Formerly known as the Sommer Products Co., the company was founded by Samuel Christian Sommer in 1928. The company’s shareholders are third-generation descendants of that family, said Robert Bulitta, the firm’s president and CEO.

“Our machines can be found in some 30 countries around the world,” said Bulitta, noting that the company has been active in international markets for decades.

Bulitta, who joined Micro Products in 2013, credited his predecessor, William Banks, Jr., with intensifying the company’s focus on international sales by engaging Bradley’s trade center more than 10 years ago. Through ITC and the Illinois State Trade Export Promotion program, Micro Products has participated in trade shows in Germany, China, Thailand and India.

“The Center has been instrumental in connecting us with foreign consulates along with new prospects,” Bulitta said.

While exports make up only 9% of Micro Products’ sales at present, the family-owned company’s board seeks to grow that figure by 50%, said Bulitta.

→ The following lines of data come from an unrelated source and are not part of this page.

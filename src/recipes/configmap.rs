use std::collections::BTreeMap;

use k8s_openapi::api::core::v1::ConfigMap;
use k8s_openapi::ByteString;
use kube::api::{Api, DeleteParams, ObjectMeta, PostParams};
use kube::Client;

use crate::error::Result;
use crate::recipes::archive::RecipeBundle;

/// Build the binaryData payload, one entry per bundle keyed by file name
pub fn bundles_to_binary_data(bundles: &[RecipeBundle]) -> BTreeMap<String, ByteString> {
    bundles
        .iter()
        .map(|bundle| (bundle.name.clone(), ByteString(bundle.data.clone())))
        .collect()
}

/// Replace the named ConfigMap with one binaryData entry per bundle
///
/// The existing object is deleted first; a missing object is not an error
/// (the first publish has nothing to delete). The replacement is then
/// created fresh, so entries from previous publishes never linger.
pub async fn replace_configmap(
    client: Client,
    namespace: &str,
    name: &str,
    bundles: &[RecipeBundle],
) -> Result<()> {
    let api: Api<ConfigMap> = Api::namespaced(client, namespace);

    match api.delete(name, &DeleteParams::default()).await {
        Ok(_) => {}
        Err(kube::Error::Api(response)) if response.code == 404 => {}
        Err(e) => return Err(e.into()),
    }

    let configmap = ConfigMap {
        metadata: ObjectMeta {
            name: Some(name.to_string()),
            namespace: Some(namespace.to_string()),
            ..Default::default()
        },
        binary_data: Some(bundles_to_binary_data(bundles)),
        ..Default::default()
    };

    api.create(&PostParams::default(), &configmap).await?;

    Ok(())
}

During the pandemic, Micro Products kept operating, adopting a cautious, wait-and-see attitude, Bulitta said. “Things came roaring back in 2021. In 2023 we look for our third record-breaking year in a row,” he said.

Peoria-strong, product-strong

The butt welders and resistance welders that Micro Products makes are built right here in Peoria at its spacious company headquarters on Galena Road, a facility that also houses Roecker Cabinets. The building was the home of Foster & Gallagher Co. before the catalog business went bankrupt in 2001. The ornate fixtures in the Micro Products front office are reminders of the glory days of the national catalog business that operated out of Peoria.

Touring the manufacturing area with Bulitta is an opportunity to see the variety in the Micro Products line. The machines can range in price from $8,000 to $200,000.

“We’re known for the ruggedness of our products. It’s not unusual to find machines that are 30 to 70 years old still in operation,” said Bulitta, pointing out that the company also provides repair work to customers. “We’ll upgrade old machines as well as providing training service on a company’s machines at their location.”

The company’s customers need a seamless, strong weld that holds up under stress, said Bulitta. Some of those customers are big companies such as Georgia-based Southwire, one of North America’s largest wire and cable producers with some 7,500 employees. Another is Cerrowire, a copper wire manufacturing company based in Alabama with plants in four states.


“We make machines to order. What differentiates us from our competition is that we can deliver quickly,” said Bulitta. “We’ve been in business a long time. As a result, there’s a lot of brand loyalty.”

American-made and proud of it

“We may be a small company but we have a great team of people where the sum is greater than the parts,” said Bulitta.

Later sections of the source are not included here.